I understand the points being made about not representing the culture. They are right. However a Hollywood production such as this is made to generate income, not to educate. The producers chose top-level stars that they felt could draw an audience and generate money. Can you name any actor that is authentically from Hawaii that fits this description? Even most of the Asian main characters on Hawaii 50 are not really from Hawaii. So I understand their point, but sometimes a movie is just a movie. Relax and enjoy! Isn’t that the point?
BTW: I thought the movie was good but not great. Worth seeing if you are a fan of Hawaii, which if you are reading this, I’m sure you are.
You’ve made good points about the need for Hollywood to generate money with these films. Thanks for weighing in.

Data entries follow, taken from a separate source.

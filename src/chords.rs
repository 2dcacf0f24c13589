//! Chord catalog, the practice pool, and the samplers used to draw from it.

use crate::error::{ConfigIssue, SessionError};
use rand::rngs::StdRng;
use rand::{Rng, SeedableRng};
use std::collections::VecDeque;

/// Every chord the trainer knows how to show.
pub const CATALOG: [&str; 10] = ["C", "Am", "F", "G", "D", "Em", "A", "Dm", "D7", "G7"];

/// Resolves a user-typed chord name against the catalog, ignoring case.
pub fn lookup(name: &str) -> Option<&'static str> {
    let name = name.trim();
    CATALOG
        .iter()
        .copied()
        .find(|chord| *chord == name)
        .or_else(|| {
            CATALOG
                .iter()
                .copied()
                .find(|chord| chord.eq_ignore_ascii_case(name))
        })
}

/// Ordered set of distinct catalog chords eligible for drawing.
#[derive(Debug, Clone, Default, PartialEq, Eq)]
pub struct ChordPool {
    chords: Vec<&'static str>,
}

impl ChordPool {
    pub fn new() -> Self {
        Self::default()
    }

    /// Builds a pool in the given order. Fails on names outside the catalog
    /// and on duplicates.
    pub fn from_names<S: AsRef<str>>(names: &[S]) -> Result<Self, SessionError> {
        let mut pool = ChordPool::new();
        for name in names {
            let chord = lookup(name.as_ref())
                .ok_or_else(|| ConfigIssue::UnknownChord(name.as_ref().to_string()))?;
            if pool.contains(chord) {
                return Err(ConfigIssue::DuplicateChord(chord.to_string()).into());
            }
            pool.chords.push(chord);
        }
        Ok(pool)
    }

    pub fn contains(&self, chord: &str) -> bool {
        self.chords.iter().any(|c| *c == chord)
    }

    /// Adds the chord if absent, removes it if present. Returns whether the
    /// chord is selected afterwards.
    pub fn toggle(&mut self, chord: &'static str) -> bool {
        if let Some(index) = self.chords.iter().position(|c| *c == chord) {
            self.chords.remove(index);
            false
        } else {
            self.chords.push(chord);
            true
        }
    }

    pub fn len(&self) -> usize {
        self.chords.len()
    }

    pub fn is_empty(&self) -> bool {
        self.chords.is_empty()
    }

    pub fn to_vec(&self) -> Vec<String> {
        self.chords.iter().map(|c| c.to_string()).collect()
    }

    /// Draws one chord uniformly at random, with replacement.
    pub fn draw<P: ChordPicker + ?Sized>(&self, picker: &mut P) -> Option<&'static str> {
        if self.chords.is_empty() {
            return None;
        }
        let index = picker.pick_index(self.chords.len());
        self.chords.get(index.min(self.chords.len() - 1)).copied()
    }
}

/// Source of uniform indices for chord draws.
pub trait ChordPicker: Send {
    /// Returns an index in `0..len`. `len` is never zero.
    fn pick_index(&mut self, len: usize) -> usize;
}

pub struct RandomPicker {
    rng: StdRng,
}

impl RandomPicker {
    pub fn new() -> Self {
        RandomPicker {
            rng: StdRng::from_entropy(),
        }
    }

    pub fn seeded(seed: u64) -> Self {
        RandomPicker {
            rng: StdRng::seed_from_u64(seed),
        }
    }
}

impl Default for RandomPicker {
    fn default() -> Self {
        Self::new()
    }
}

impl ChordPicker for RandomPicker {
    fn pick_index(&mut self, len: usize) -> usize {
        self.rng.gen_range(0..len)
    }
}

/// Replays a fixed sequence of indices, cycling when exhausted. Each index
/// is reduced modulo the pool length at draw time.
#[derive(Debug, Clone)]
pub struct ScriptedPicker {
    script: VecDeque<usize>,
}

impl ScriptedPicker {
    pub fn new<I: IntoIterator<Item = usize>>(indices: I) -> Self {
        let script: VecDeque<usize> = indices.into_iter().collect();
        ScriptedPicker {
            script: if script.is_empty() {
                VecDeque::from([0])
            } else {
                script
            },
        }
    }
}

impl ChordPicker for ScriptedPicker {
    fn pick_index(&mut self, len: usize) -> usize {
        let next = self.script.pop_front().unwrap_or(0);
        self.script.push_back(next);
        next % len
    }
}

#[cfg(test)]
mod tests {
    use super::*;

    #[test]
    fn test_lookup_is_case_insensitive() {
        assert_eq!(lookup("am"), Some("Am"));
        assert_eq!(lookup(" G7 "), Some("G7"));
        assert_eq!(lookup("dm"), Some("Dm"));
        assert_eq!(lookup("Bb"), None);
    }

    #[test]
    fn test_from_names_rejects_unknown_and_duplicates() {
        assert_eq!(
            ChordPool::from_names(&["C", "H"]),
            Err(SessionError::InvalidConfiguration(ConfigIssue::UnknownChord(
                "H".to_string()
            )))
        );
        assert_eq!(
            ChordPool::from_names(&["C", "c"]),
            Err(SessionError::InvalidConfiguration(
                ConfigIssue::DuplicateChord("C".to_string())
            ))
        );
    }

    #[test]
    fn test_toggle_appends_and_removes() {
        let mut pool = ChordPool::from_names(&["C", "Am"]).unwrap();
        assert!(pool.toggle("D7"));
        assert_eq!(pool.to_vec(), vec!["C", "Am", "D7"]);
        assert!(!pool.toggle("C"));
        assert_eq!(pool.to_vec(), vec!["Am", "D7"]);
    }

    #[test]
    fn test_draw_from_empty_pool_is_none() {
        let pool = ChordPool::new();
        let mut picker = ScriptedPicker::new([3]);
        assert_eq!(pool.draw(&mut picker), None);
    }

    #[test]
    fn test_scripted_picker_cycles_and_wraps() {
        let pool = ChordPool::from_names(&["C", "Am", "F"]).unwrap();
        let mut picker = ScriptedPicker::new([0, 2, 4]);
        let drawn: Vec<_> = (0..4).filter_map(|_| pool.draw(&mut picker)).collect();
        assert_eq!(drawn, vec!["C", "F", "Am", "C"]);
    }

    #[test]
    fn test_seeded_picker_is_reproducible() {
        let mut a = RandomPicker::seeded(7);
        let mut b = RandomPicker::seeded(7);
        for _ in 0..32 {
            assert_eq!(a.pick_index(10), b.pick_index(10));
        }
    }
}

Great post, as always! I love Hawai’i (and especially Maui) in large part because of its diverse people. As a Caucasian female of suspected Gypsy background who’s married to a Latino, I’m passionate about diversity, inclusion and fully embracing all of our differences, large and small. And yes, I’d prefer to see a more realistic portrayal of cultures found across the world, including on our beautiful islands. That said, I find almost anything filmed in Hawai’i worthy of watching, Tom Selleck or no T.S.!
I totally agree…I LIVE in Hawaii, yet still really look forward to the breathtaking scenery in these films. I do believe that Hawaii becomes another character in the film. Who can forget the cinematography in “The Descendents” when the family crests the hill to view their property?
Thanks for writing.
I love that movie just for that reason – I’m not really a big fan of George Clooney. I think my kids get tired of me saying: “Oooh!! I know where that is!!” and “I’ve been there!!” I even went to see Jurassic World just for a dose of Kauai 🙂
I agree. The true Hawaiian people and their rich culture are never really seen in these movies. It seems that the only thing about Hawaii the film-makers want is the location.
I agree that Hawai`ians have not/are not portrayed well in these films. They are treated as props and/or scenery. I am not HI’ian born, but have lived here for over 20 years. Because of my love of the culture, history, people, language, music, hula, and the land, my friends took me to a Kahuna (who, to their dismay, said that I am not a reborn Hawai’ian). He did say that I was definitely an island spirit, and blessed me with an official HI’ian name.
The treatment of the kama’aina in this film is, unfortunately, all too typical of America’s history of treatment towards everyone considered a minority. We can only continue to hope and pray for change.
I LOVED the movie The Descendants, Aloha not so much. But yep, I mostly watch them and Under The Tuscan Sun for the setting and scenery.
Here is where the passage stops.